Un estudio de la revista científica PLOS Uno (PLOS One) explica que el maratón compulsivo de series no ocurre por ocio, sino porque activa mecanismos del cerebro ligados a la regulación emocional.
La investigación muestra que la soledad, el malestar interno y la necesidad de desconectar empujan a seguir mirando, ya que cada episodio dispara dopamina, una sustancia cerebral asociada al alivio momentáneo y la sensación de control.
El problema aparece cuando el cerebro aprende que mirar series calma ansiedad, tristeza o vacío, y entonces pide más, aunque la persona quiera parar.

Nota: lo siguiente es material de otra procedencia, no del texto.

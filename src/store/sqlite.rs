//! SQLite credential store.

use std::path::Path;
use std::sync::{Mutex, MutexGuard};

use chrono::{DateTime, Utc};
use rusqlite::{Connection, Row, TransactionBehavior, params};

use super::migrations;
use super::{Admission, CredentialStore};
use crate::error::StoreError;
use crate::hasher::{Digest, Salt};
use crate::types::{CredentialRecord, ReportRecord, StoredCredential, StrengthTier};

/// Store backed by a single SQLite connection.
///
/// Open it once at startup with [`SqliteStore::open`]; opening applies any
/// pending schema migrations.
pub struct SqliteStore {
    conn: Mutex<Connection>,
}

impl SqliteStore {
    /// Opens (or creates) the database at `path` and migrates its schema.
    pub fn open<P: AsRef<Path>>(path: P) -> Result<Self, StoreError> {
        let path = path.as_ref();
        let conn = Connection::open(path)?;

        #[cfg(feature = "tracing")]
        tracing::info!("Opened credential store at {:?}", path);

        Self::init(conn)
    }

    pub fn open_in_memory() -> Result<Self, StoreError> {
        Self::init(Connection::open_in_memory()?)
    }

    fn init(mut conn: Connection) -> Result<Self, StoreError> {
        conn.busy_timeout(std::time::Duration::from_secs(5))?;
        let _previous = migrations::migrate(&mut conn)?;

        #[cfg(feature = "tracing")]
        if _previous < migrations::SCHEMA_VERSION {
            tracing::info!(
                "Credential store schema upgraded from version {} to {}",
                _previous,
                migrations::SCHEMA_VERSION
            );
        }

        Ok(Self {
            conn: Mutex::new(conn),
        })
    }

    /// Schema version recorded in the database.
    pub fn schema_version(&self) -> Result<u32, StoreError> {
        let conn = self.lock()?;
        migrations::current_version(&conn)
    }

    fn lock(&self) -> Result<MutexGuard<'_, Connection>, StoreError> {
        self.conn
            .lock()
            .map_err(|_| StoreError::Unavailable("sqlite connection lock poisoned".to_string()))
    }
}

fn to_micros(time: &DateTime<Utc>) -> i64 {
    time.timestamp_micros()
}

fn from_micros(micros: i64) -> Result<DateTime<Utc>, StoreError> {
    DateTime::from_timestamp_micros(micros)
        .ok_or_else(|| StoreError::CorruptRecord(format!("timestamp {} out of range", micros)))
}

fn insert_row(conn: &Connection, record: &CredentialRecord) -> Result<(), StoreError> {
    conn.execute(
        "INSERT INTO credentials
            (username, digest, salt, strength_tier, violation_count, created_at)
         VALUES (?1, ?2, ?3, ?4, ?5, ?6)",
        params![
            record.username,
            record.digest.as_str(),
            record.salt.as_str(),
            record.strength_tier.as_str(),
            record.violation_count,
            to_micros(&record.created_at),
        ],
    )?;
    Ok(())
}

struct CredentialRow {
    digest: String,
    salt: String,
    strength_tier: String,
    violation_count: u32,
}

impl CredentialRow {
    fn from_row(row: &Row<'_>) -> rusqlite::Result<Self> {
        Ok(Self {
            digest: row.get(0)?,
            salt: row.get(1)?,
            strength_tier: row.get(2)?,
            violation_count: row.get(3)?,
        })
    }

    fn decode(self) -> Result<StoredCredential, StoreError> {
        let corrupt = |e: crate::error::InputError| StoreError::CorruptRecord(e.to_string());
        Ok(StoredCredential {
            digest: Digest::from_hex(&self.digest).map_err(corrupt)?,
            salt: Salt::from_hex(&self.salt).map_err(corrupt)?,
            strength_tier: self.strength_tier.parse::<StrengthTier>()?,
            violation_count: self.violation_count,
        })
    }
}

fn select_credentials(conn: &Connection) -> Result<Vec<StoredCredential>, StoreError> {
    let mut stmt = conn.prepare(
        "SELECT digest, salt, strength_tier, violation_count
         FROM credentials ORDER BY id",
    )?;
    let rows = stmt
        .query_map([], CredentialRow::from_row)?
        .collect::<rusqlite::Result<Vec<_>>>()?;
    rows.into_iter().map(CredentialRow::decode).collect()
}

impl CredentialStore for SqliteStore {
    fn insert_credential(&self, record: &CredentialRecord) -> Result<(), StoreError> {
        let conn = self.lock()?;
        insert_row(&conn, record)
    }

    fn insert_unless_reused(
        &self,
        record: &CredentialRecord,
        reused: &mut dyn FnMut(&[StoredCredential]) -> bool,
    ) -> Result<Admission, StoreError> {
        let mut conn = self.lock()?;
        // IMMEDIATE takes the write lock up front, so other connections to
        // the same file cannot insert between our read and our write.
        let tx = conn.transaction_with_behavior(TransactionBehavior::Immediate)?;

        let stored = select_credentials(&tx)?;
        if reused(&stored) {
            // dropping the transaction rolls it back
            return Ok(Admission::Rejected);
        }

        insert_row(&tx, record)?;
        tx.commit()?;
        Ok(Admission::Inserted)
    }

    fn list_credentials(&self) -> Result<Vec<StoredCredential>, StoreError> {
        let conn = self.lock()?;
        select_credentials(&conn)
    }

    fn list_usernames(&self) -> Result<Vec<String>, StoreError> {
        let conn = self.lock()?;
        let mut stmt = conn.prepare("SELECT username FROM credentials ORDER BY id")?;
        let names = stmt
            .query_map([], |row| row.get(0))?
            .collect::<rusqlite::Result<Vec<String>>>()?;
        Ok(names)
    }

    fn append_report(&self, report: &ReportRecord) -> Result<(), StoreError> {
        let counts = [
            stored_count(report.weak_count)?,
            stored_count(report.moderate_count)?,
            stored_count(report.strong_count)?,
            stored_count(report.total_violations)?,
        ];
        let conn = self.lock()?;
        conn.execute(
            "INSERT INTO password_reports
                (report_time, weak_count, moderate_count, strong_count, total_violations)
             VALUES (?1, ?2, ?3, ?4, ?5)",
            params![
                to_micros(&report.report_time),
                counts[0],
                counts[1],
                counts[2],
                counts[3],
            ],
        )?;

        #[cfg(feature = "tracing")]
        tracing::debug!("Appended password report at {}", report.report_time);

        Ok(())
    }

    fn list_reports(&self) -> Result<Vec<ReportRecord>, StoreError> {
        let conn = self.lock()?;
        let mut stmt = conn.prepare(
            "SELECT report_time, weak_count, moderate_count, strong_count, total_violations
             FROM password_reports ORDER BY report_time, id",
        )?;
        let rows = stmt
            .query_map([], |row| {
                Ok((
                    row.get::<_, i64>(0)?,
                    row.get::<_, i64>(1)?,
                    row.get::<_, i64>(2)?,
                    row.get::<_, i64>(3)?,
                    row.get::<_, i64>(4)?,
                ))
            })?
            .collect::<rusqlite::Result<Vec<_>>>()?;

        rows.into_iter()
            .map(|(time, weak, moderate, strong, violations)| {
                Ok(ReportRecord {
                    report_time: from_micros(time)?,
                    weak_count: count(weak)?,
                    moderate_count: count(moderate)?,
                    strong_count: count(strong)?,
                    total_violations: count(violations)?,
                })
            })
            .collect()
    }
}

fn stored_count(value: u64) -> Result<i64, StoreError> {
    i64::try_from(value).map_err(|_| {
        StoreError::DuplicateOrConstraint(format!(
            "count {} exceeds the INTEGER column range",
            value
        ))
    })
}

fn count(value: i64) -> Result<u64, StoreError> {
    u64::try_from(value)
        .map_err(|_| StoreError::CorruptRecord(format!("negative count {}", value)))
}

La señal médica no es cuántos capítulos se ven, sino perder noción del tiempo, dormir menos, postergar obligaciones y sentir culpa o irritación al apagar la pantalla.
Para cortarlo, el abordaje consiste en no usar series como regulador emocional, definir un límite previo de episodios, evitar el “siguiente automático” y reemplazar ese alivio por descanso real, contacto social o actividad física, porque si no se cambia la función emocional, el cerebro vuelve al atracón.
Un consumo sano suele ser 1 capítulo al día y, como máximo ocasional, 2 seguidos sin afectar sueño ni rutina.
Las series no “pausan” la acción (para cuando nos decimos en el proximo capitulo no va a pasar nada): terminan cada episodio en suspenso (cliffhanger) y el autoplay elimina el tiempo para decidir parar.